Irrespective of the phase you’re in:

  1. Triage (deal with critical issues that pose threats to the team or company), stabilise (consistently address issues identified within and across teams) and institute long-term care (vision, goals, values, trust, belonging and motivation). Consider mental health and employee wellness as part of your monthly health and safety risk assessments, dashboards and management discussions. Develop surveys and a stable, yet simple, set of indicators to be measured, to get a consistent health check of where your people are.
  2. Cultivate your courage and care culture, and advertise access to support. Be sure to promote and encourage staff to use any counselling services offered so they know where to go and who to talk to internally or externally if they are experiencing difficulties. Consider enrolling qualified coaches and internal mental health champions, or other health care practitioners.
  3. Ready, set, recognise. Recognition creates an emotional connection between employer and employee – a critical piece of employee engagement – and fulfils an employee’s basic needs of esteem and belonging within a group. It can be inexpensive (a gift voucher, personalised gift, donation to a charity, grocery drop-off or restaurant voucher) and in some cases essentially free (a well-crafted email or handwritten note). The focus is on intrinsic rewards.
  4. Express gratitude and release feel-good chemicals. Though similar, gratitude is different from recognition. While recognition is about acknowledging specific individuals and their work, gratitude extends much further. It involves being thankful for and present to what we have in life – things like health, family, even challenges. Gratitude has been proven to elevate mood by releasing dopamine and serotonin, two of the brain’s feel-good chemicals.
  5. Build the case for face-to-face, eye-to-eye contact when online. While remote working can prove challenging to gauge the state of mind of an employee, encourage all staff to turn their cameras on, even if for a portion of an online meeting in order to connect and to be able to assess body language, emotional mood, language tone and general energy levels.
  6. Develop your listening skills. Ask each person to check in one-by-one based on anchoring questions like: What is top of mind for you right now? How is your body feeling? On a scale of one to 10, where is your energy level? Listening actively to what your people are saying and listening for what is not being said, are both vitally important.
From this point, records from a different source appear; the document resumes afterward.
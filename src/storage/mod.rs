//! Value storage: in-memory and spill-to-disk backends, and per-variable holders

mod holder;
mod in_memory;
mod memory_config;
mod on_disk;

pub use holder::{Holder, HolderMemoryUsage, MemoryMeter, SpillSettings};
pub use in_memory::{InMemoryStorage, MemoryUsage};
pub use memory_config::{MemoryConfig, DEFAULT_MEMORY_BUDGET_BYTES};
pub use on_disk::OnDiskStorage;

pub(crate) use on_disk::{read_json, write_json, StoredArray};
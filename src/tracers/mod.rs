//! Calculation tracers
//!
//! The engine reports every request to a [`Tracer`]. [`SimpleTracer`] only
//! keeps the stack of in-flight requests; [`FullTracer`] also builds the
//! computation tree with values, parameter accesses and timings.

mod full;
mod simple;

use std::fmt;
use std::sync::{Arc, Mutex, MutexGuard};

use serde::Serialize;

use crate::arrays::Array;
use crate::periods::Period;

pub use full::{FlatTraceEntry, FullTracer, ParameterAccess, PerformanceStats, TraceNode};
pub use simple::SimpleTracer;

/// One in-flight request
#[derive(Debug, Clone, PartialEq, Eq, Hash, Serialize)]
pub struct StackFrame {
    pub name: String,
    pub period: Period,
    pub branch: String,
}

impl fmt::Display for StackFrame {
    fn fmt(&self, f: &mut fmt::Formatter<'_>) -> fmt::Result {
        write!(f, "{}@{} (branch {})", self.name, self.period, self.branch)
    }
}

/// Receiver of calculation events
pub trait Tracer: Send + fmt::Debug {
    fn record_calculation_start(&mut self, variable: &str, period: Period, branch: &str);

    fn record_calculation_result(&mut self, value: &Array);

    fn record_parameter_access(&mut self, parameter: &str, period: Period, value: serde_json::Value);

    fn record_calculation_end(&mut self);

    fn stack(&self) -> &[StackFrame];

    /// Downcast used to reach the computation tree
    fn as_full(&self) -> Option<&FullTracer> {
        None
    }

    /// Start, result and end in one go, for values served from a cache
    fn record_cached(&mut self, variable: &str, period: Period, branch: &str, value: &Array) {
        self.record_calculation_start(variable, period, branch);
        self.record_calculation_result(value);
        self.record_calculation_end();
    }
}

/// Tracer shared between a simulation and its branches
pub type SharedTracer = Arc<Mutex<dyn Tracer>>;

pub fn shared(tracer: impl Tracer + 'static) -> SharedTracer {
    Arc::new(Mutex::new(tracer))
}

/// Lock a shared tracer, recovering from a poisoned lock
pub fn lock(tracer: &SharedTracer) -> MutexGuard<'_, dyn Tracer + 'static> {
    tracer.lock().unwrap_or_else(|poisoned| poisoned.into_inner())
}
  7. Hand over the keys to the car. Autonomy and trust are by far the most important motivators. Trust is the foundation of relationships, especially in business. Let your people own their work and ask for help rather than you driving the process the entire way. This builds relationship and allows others to feel that, as the leader, you are there to help instead of constantly pushing your own agenda.
  8. Zoom in on vision. During this time, never skimp on any opportunity to reiterate and emphasise your team and company’s vision. This ‘why’ and reason for working as hard as you need people to is most effective when displayed and referred to regularly in a simple, visual format using images, icons, phrases and key numbers, so people can see what they’re being motivated to move towards.
  9. Champion friendly team competition. In the interests of promoting fair play, novelty and livening things up, consider hosting a competition linked to a business challenge. Mix up the members into cross-siloed or departmental teams, get each team to pitch and agree to the prize within your defined budget, and let the healthy games begin. Remember to reward team behaviour, not just individual behaviours.
  10. Get in the habit of positivity and self-praise. Are you one of those people who naturally creates an atmosphere that’s positive and optimistic about the future? It’s been shown that people who foster positivity and self-compassion, while being realistic about their reality, abilities and failings, are great to be around because their enthusiasm is contagious and reinforces feelings of purpose and fulfilment in themselves and others.

 While there’s no one-size-fits-all way on how to motivate your employees for our new world of working, experiment with some of the ideas mentioned here and see how they can shift possible unproductive dynamics and stalemate scenarios in your teams and meetings.